(RECORDS SUPPLIED Opens)
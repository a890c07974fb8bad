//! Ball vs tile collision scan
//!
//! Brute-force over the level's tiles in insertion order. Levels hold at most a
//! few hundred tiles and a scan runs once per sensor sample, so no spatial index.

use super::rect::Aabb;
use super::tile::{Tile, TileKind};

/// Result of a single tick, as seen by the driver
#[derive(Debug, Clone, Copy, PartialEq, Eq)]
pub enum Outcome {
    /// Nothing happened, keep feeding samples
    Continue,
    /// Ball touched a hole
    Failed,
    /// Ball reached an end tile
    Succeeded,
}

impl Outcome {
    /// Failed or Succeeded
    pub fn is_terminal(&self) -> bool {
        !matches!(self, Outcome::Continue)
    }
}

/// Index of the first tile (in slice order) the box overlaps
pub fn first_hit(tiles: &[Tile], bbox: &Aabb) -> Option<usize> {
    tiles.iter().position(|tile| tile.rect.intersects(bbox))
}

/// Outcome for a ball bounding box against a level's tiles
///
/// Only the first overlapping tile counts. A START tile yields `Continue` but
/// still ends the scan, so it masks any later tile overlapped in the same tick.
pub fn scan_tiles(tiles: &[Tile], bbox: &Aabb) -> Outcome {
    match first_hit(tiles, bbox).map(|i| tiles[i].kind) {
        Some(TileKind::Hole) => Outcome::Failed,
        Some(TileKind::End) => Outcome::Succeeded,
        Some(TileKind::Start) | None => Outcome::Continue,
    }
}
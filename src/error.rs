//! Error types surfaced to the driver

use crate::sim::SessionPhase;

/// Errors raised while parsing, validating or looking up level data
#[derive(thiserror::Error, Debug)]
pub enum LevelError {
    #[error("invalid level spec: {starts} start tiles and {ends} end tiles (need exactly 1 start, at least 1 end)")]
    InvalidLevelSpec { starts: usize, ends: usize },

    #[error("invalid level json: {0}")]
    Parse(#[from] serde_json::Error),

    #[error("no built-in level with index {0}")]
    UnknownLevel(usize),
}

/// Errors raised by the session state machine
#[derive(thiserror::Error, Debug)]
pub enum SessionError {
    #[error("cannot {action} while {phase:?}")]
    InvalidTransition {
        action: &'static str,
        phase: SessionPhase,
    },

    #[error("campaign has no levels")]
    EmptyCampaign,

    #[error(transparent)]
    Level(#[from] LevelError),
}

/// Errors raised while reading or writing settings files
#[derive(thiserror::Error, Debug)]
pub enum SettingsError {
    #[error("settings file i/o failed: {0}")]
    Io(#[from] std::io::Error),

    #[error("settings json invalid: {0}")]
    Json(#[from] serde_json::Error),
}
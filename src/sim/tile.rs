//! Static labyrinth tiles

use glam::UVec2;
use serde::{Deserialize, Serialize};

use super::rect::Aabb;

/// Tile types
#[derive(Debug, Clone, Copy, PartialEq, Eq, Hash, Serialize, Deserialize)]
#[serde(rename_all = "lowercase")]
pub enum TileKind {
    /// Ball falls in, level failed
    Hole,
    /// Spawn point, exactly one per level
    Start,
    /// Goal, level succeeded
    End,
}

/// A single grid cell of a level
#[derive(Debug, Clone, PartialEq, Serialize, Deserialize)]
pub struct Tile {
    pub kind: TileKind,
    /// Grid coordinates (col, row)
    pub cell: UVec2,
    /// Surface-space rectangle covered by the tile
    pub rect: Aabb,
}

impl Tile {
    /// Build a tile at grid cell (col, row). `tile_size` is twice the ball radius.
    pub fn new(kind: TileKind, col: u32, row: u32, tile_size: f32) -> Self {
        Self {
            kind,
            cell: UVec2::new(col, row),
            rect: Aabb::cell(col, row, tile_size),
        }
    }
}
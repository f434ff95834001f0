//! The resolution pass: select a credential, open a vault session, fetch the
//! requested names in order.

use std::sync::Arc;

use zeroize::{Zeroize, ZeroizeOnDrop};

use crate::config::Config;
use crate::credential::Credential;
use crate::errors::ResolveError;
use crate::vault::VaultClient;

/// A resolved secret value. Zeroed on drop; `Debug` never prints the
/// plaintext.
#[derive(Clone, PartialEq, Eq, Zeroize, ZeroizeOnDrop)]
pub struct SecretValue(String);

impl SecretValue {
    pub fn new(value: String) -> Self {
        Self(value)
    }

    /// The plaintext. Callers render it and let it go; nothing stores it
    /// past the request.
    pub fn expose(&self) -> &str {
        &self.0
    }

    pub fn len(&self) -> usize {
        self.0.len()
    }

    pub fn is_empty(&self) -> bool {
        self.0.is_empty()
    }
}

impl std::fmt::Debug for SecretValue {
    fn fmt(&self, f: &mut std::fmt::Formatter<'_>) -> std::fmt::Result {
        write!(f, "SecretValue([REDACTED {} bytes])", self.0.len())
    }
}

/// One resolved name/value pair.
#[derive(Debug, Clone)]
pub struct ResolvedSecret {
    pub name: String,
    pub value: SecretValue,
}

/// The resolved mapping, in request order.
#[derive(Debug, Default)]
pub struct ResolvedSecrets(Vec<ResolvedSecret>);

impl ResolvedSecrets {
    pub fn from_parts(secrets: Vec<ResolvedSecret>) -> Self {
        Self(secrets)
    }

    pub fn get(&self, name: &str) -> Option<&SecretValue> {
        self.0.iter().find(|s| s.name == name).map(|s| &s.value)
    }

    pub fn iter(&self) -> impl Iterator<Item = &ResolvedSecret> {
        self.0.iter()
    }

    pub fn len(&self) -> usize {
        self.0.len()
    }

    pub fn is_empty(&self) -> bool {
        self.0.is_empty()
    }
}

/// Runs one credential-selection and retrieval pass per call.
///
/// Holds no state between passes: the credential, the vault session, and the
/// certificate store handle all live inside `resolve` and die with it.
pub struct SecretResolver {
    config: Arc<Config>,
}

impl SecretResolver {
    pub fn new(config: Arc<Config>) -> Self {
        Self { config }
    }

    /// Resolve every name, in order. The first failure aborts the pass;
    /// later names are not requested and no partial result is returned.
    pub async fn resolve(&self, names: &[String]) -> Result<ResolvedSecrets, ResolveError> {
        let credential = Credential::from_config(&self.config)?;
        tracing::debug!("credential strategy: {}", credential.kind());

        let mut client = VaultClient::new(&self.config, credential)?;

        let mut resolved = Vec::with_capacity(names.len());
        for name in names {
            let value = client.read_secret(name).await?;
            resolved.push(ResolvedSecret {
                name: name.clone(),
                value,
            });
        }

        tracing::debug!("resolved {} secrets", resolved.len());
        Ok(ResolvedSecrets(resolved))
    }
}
(RECORDS SUPPLIED Closes)
▸ **PROBLEM STATEMENT**:
When the line with "impl std::fmt::Debug for" is reached in the data above, begin copying, and stop after the line with "let credential = Credential::from_config(&self.config)?;"; copy each line exactly, both ends included.

▸ **TASK RESULT**:
impl std::fmt::Debug for SecretValue {
    fn fmt(&self, f: &mut std::fmt::Formatter<'_>) -> std::fmt::Result {
        write!(f, "SecretValue([REDACTED {} bytes])", self.0.len())
    }
}

/// One resolved name/value pair.
#[derive(Debug, Clone)]
pub struct ResolvedSecret {
    pub name: String,
    pub value: SecretValue,
}

/// The resolved mapping, in request order.
#[derive(Debug, Default)]
pub struct ResolvedSecrets(Vec<ResolvedSecret>);

impl ResolvedSecrets {
    pub fn from_parts(secrets: Vec<ResolvedSecret>) -> Self {
        Self(secrets)
    }

    pub fn get(&self, name: &str) -> Option<&SecretValue> {
        self.0.iter().find(|s| s.name == name).map(|s| &s.value)
    }

    pub fn iter(&self) -> impl Iterator<Item = &ResolvedSecret> {
        self.0.iter()
    }

    pub fn len(&self) -> usize {
        self.0.len()
    }

    pub fn is_empty(&self) -> bool {
        self.0.is_empty()
    }
}

/// Runs one credential-selection and retrieval pass per call.
///
/// Holds no state between passes: the credential, the vault session, and the
/// certificate store handle all live inside `resolve` and die with it.
pub struct SecretResolver {
    config: Arc<Config>,
}

impl SecretResolver {
    pub fn new(config: Arc<Config>) -> Self {
        Self { config }
    }

    /// Resolve every name, in order. The first failure aborts the pass;
    /// later names are not requested and no partial result is returned.
    pub async fn resolve(&self, names: &[String]) -> Result<ResolvedSecrets, ResolveError> {
        let credential = Credential::from_config(&self.config)?;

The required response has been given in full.